# Bodybuilding body issues/negativity



## Jay_M (May 22, 2017)

Hey all.

Im new to this forum and was wondering if I could vent. With this particular subject, there's not many people in my daily life I can chat to about this.

I've gotten right back into my health and fitness after an injury and still dealing with anxiety and depression. I'm not emotionally strong but I love feeling strong and hopefully having a healthy look too.

Unfortunately, when I talk about it, a lot of people close to me have their own views. Which of course is fine. But it's still not great being told that "that's weird/that's wrong, it doesn't look right etc." I certainly dont agree with them.

I know its a case of girling the hell up and not listening. I still get anxious about it though. That people I love see things that way. Could see me that way.

But I like the idea of being and looking half as strong as the ladies in my gym. Even if I'm alone in it.

Hopefully I'll get past it. In the meantime, I'm off to the gym again. I'm not stopping regardless. Maybe I'll find confidence again.

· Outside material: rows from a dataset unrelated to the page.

//! HTTP server exposing the dashboard page, its layout and the callback endpoint

mod error;
mod handlers;
mod page;
mod routes;
mod state;

pub use error::ApiError;
pub use routes::create_router;
pub use state::AppState;

use crate::app::DashboardApp;
use std::sync::Arc;

/// Server configuration
#[derive(Debug, Clone)]
pub struct ServerConfig {
    /// Server host address (default: "127.0.0.1")
    pub host: String,
    /// Server port (default: 8050)
    pub port: u16,
}

impl Default for ServerConfig {
    fn default() -> Self {
        ServerConfig {
            host: "127.0.0.1".to_string(),
            port: 8050,
        }
    }
}

impl ServerConfig {
    /// Creates a new server configuration
    pub fn new(host: impl Into<String>, port: u16) -> Self {
        ServerConfig {
            host: host.into(),
            port,
        }
    }

    /// Reads `HOST` and `PORT` from the environment, falling back to defaults
    pub fn from_env() -> Self {
        let defaults = ServerConfig::default();
        let host = std::env::var("HOST").unwrap_or(defaults.host);
        let port = std::env::var("PORT")
            .ok()
            .and_then(|port| port.parse::<u16>().ok())
            .unwrap_or(defaults.port);
        ServerConfig { host, port }
    }

    pub fn addr(&self) -> String {
        format!("{}:{}", self.host, self.port)
    }
}

/// Runs the dashboard server until it fails
///
/// The dashboard must already hold its loaded dataset; nothing is read from
/// disk or network after the listener binds.
///
/// # Example
/// ```rust,no_run
/// use dashboard::{run_server, DashboardApp, Dataset, ServerConfig, ViewSpec};
/// use std::sync::Arc;
///
/// #[tokio::main]
/// async fn main() -> Result<(), Box<dyn std::error::Error>> {
///     let dataset = Arc::new(Dataset::from_csv_str("gender,age,headsize,brainwgt\n1,1,4512,1530\n")?);
///     let app = DashboardApp::brain(ViewSpec::brain().bind(dataset)?)?;
///     run_server(ServerConfig::default(), app).await?;
///     Ok(())
/// }
/// ```
pub async fn run_server(
    config: ServerConfig,
    app: DashboardApp,
) -> Result<(), Box<dyn std::error::Error>> {
    let state = Arc::new(AppState::new(app));
    let router = create_router(state);

    let addr = config.addr();
    let listener = tokio::net::TcpListener::bind(&addr).await?;

    tracing::info!("Dashboard listening on http://{}", addr);

    axum::serve(listener, router).await?;

    Ok(())
}
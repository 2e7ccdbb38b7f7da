//! Dashboard assembly: bound data, slider, layout and the figure callback.

use crate::callbacks::{CallbackError, CallbackRegistry, PropertyRef};
use crate::components::Component;
use crate::dataset::DatasetError;
use crate::figure::Figure;
use crate::slider::SliderConfig;
use crate::update::DataContext;
use serde_json::Value;

/// Id of the chart component every dashboard renders into.
pub const GRAPH_ID: &str = "graph-with-slider";

/// A dashboard: bound data, the slider derived from it, and the callback
/// table wiring the slider to the chart.
#[derive(Debug)]
pub struct DashboardApp {
    pub title: String,
    pub slider_id: String,
    context: DataContext,
    slider: SliderConfig,
    registry: CallbackRegistry,
}

impl DashboardApp {
    /// Assembles the dashboard and registers `<slider_id>.value -> graph-with-slider.figure`.
    ///
    /// # Errors
    /// Returns `AppError::Dataset` if the filter column has no values.
    pub fn new(
        title: impl Into<String>,
        slider_id: impl Into<String>,
        context: DataContext,
    ) -> Result<Self, AppError> {
        let slider_id = slider_id.into();
        let slider = SliderConfig::from_context(&context)?;

        let mut registry = CallbackRegistry::new();
        let handler_context = context.clone();
        registry
            .register(
                Self::figure_output(),
                vec![PropertyRef::new(slider_id.as_str(), "value")],
                Box::new(move |values: &[Value]| {
                    let selected = values
                        .first()
                        .and_then(Value::as_f64)
                        .ok_or_else(|| {
                            CallbackError::InvalidInput("slider value must be a number".to_string())
                        })?;
                    Ok(serde_json::to_value(handler_context.update_figure(selected))?)
                }),
            )?;

        Ok(DashboardApp {
            title: title.into(),
            slider_id,
            context,
            slider,
            registry,
        })
    }

    /// Gapminder dashboard with its year slider.
    pub fn gapminder(context: DataContext) -> Result<Self, AppError> {
        Self::new("Gapminder", "year-slider", context)
    }

    /// Brain weight dashboard with its age slider.
    pub fn brain(context: DataContext) -> Result<Self, AppError> {
        Self::new("Brain Weight vs Head Size", "age-slider", context)
    }

    pub fn figure_output() -> PropertyRef {
        PropertyRef::new(GRAPH_ID, "figure")
    }

    pub fn context(&self) -> &DataContext {
        &self.context
    }

    pub fn slider(&self) -> &SliderConfig {
        &self.slider
    }

    pub fn registry(&self) -> &CallbackRegistry {
        &self.registry
    }

    /// Layout tree: the chart above the slider.
    pub fn layout(&self) -> Component {
        Component::div(vec![
            Component::graph(GRAPH_ID),
            Component::slider(&self.slider_id, &self.slider),
        ])
    }

    /// Figure for the slider's initial position.
    pub fn initial_figure(&self) -> Figure {
        self.context.update_figure(self.slider.value)
    }
}

/// Errors raised while assembling a dashboard.
#[derive(Debug, Clone, PartialEq, Eq)]
pub enum AppError {
    Dataset(DatasetError),
    Callback(CallbackError),
}

impl std::fmt::Display for AppError {
    fn fmt(&self, f: &mut std::fmt::Formatter<'_>) -> std::fmt::Result {
        match self {
            AppError::Dataset(err) => write!(f, "{}", err),
            AppError::Callback(err) => write!(f, "{}", err),
        }
    }
}

impl std::error::Error for AppError {}

impl From<DatasetError> for AppError {
    fn from(err: DatasetError) -> Self {
        AppError::Dataset(err)
    }
}

impl From<CallbackError> for AppError {
    fn from(err: CallbackError) -> Self {
        AppError::Callback(err)
    }
}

Thanks for letting me ramble.

Jm


----------



## Lissuw (Apr 14, 2017)

Jay_M said:


> Hey all.
> 
> Im new to this forum and was wondering if I could vent. With this particular subject, there's not many people in my daily life I can chat to about this.
> 
> ...


 Not exactly sure what you mean, do you mean that people around you think female bodybuilding is ugly and therefore judge you?


----------



## RRSUK (Apr 9, 2017)

What's your goals? Anyone's physique you like in particular?

Its the same for men I'd say, I receive lots of negative comments when I'm really lean, my Mrs doesn't even like me sub 10% but you've got to do it for you and fvck what anyone else thinks.


----------



## Jay_M (May 22, 2017)

Lissuw said:


> Not exactly sure what you mean, do you mean that people around you think female bodybuilding is ugly and therefore judge you?


 Pretty much. I was just taken back by their comments when I was just super enthusiastic about it all. In the end after posting this and thinking about it, etc. it really doesn't matter. I shouldn't care at all if I'm getting healthy, strong and better


----------



## Jay_M (May 22, 2017)

RRSUK said:


> What's your goals? Anyone's physique you like in particular?
> 
> Its the same for men I'd say, I receive lots of negative comments when I'm really lean, my Mrs doesn't even like me sub 10% but you've got to do it for you and fvck what anyone else thinks.


 I love feeling strong. So building up strength again, getting lean etc.

Even getting halfway to the physiques of the lasses in my gym. Regardless though, the gym is my stress relief and just focusing on the workouts are great.


----------



## JohhnyC (Mar 16, 2015)

Jay_M said:


> Pretty much. I was just taken back by their comments when I was just super enthusiastic about it all. In the end after posting this and thinking about it, etc. it really doesn't matter. I shouldn't care at all if I'm getting healthy, strong and better


 There are just a lot of negative people around, just try to ignore it. Anyway, given the dire state of the general population I think jealousy may be a factor.


----------



## toecutter (Dec 28, 2014)

Jay_M said:


> Unfortunately, when I talk about it, a lot of people close to me have their own views. Which of course is fine. But it's still not great being told that "that's weird/that's wrong, it doesn't look right etc." I certainly dont agree with them.
> 
> I know its a case of girling the hell up and not listening. I still get anxious about it though. That people I love see things that way. Could see me that way.
> 
> But I like the idea of being and looking half as strong as the ladies in my gym. Even if I'm alone in it.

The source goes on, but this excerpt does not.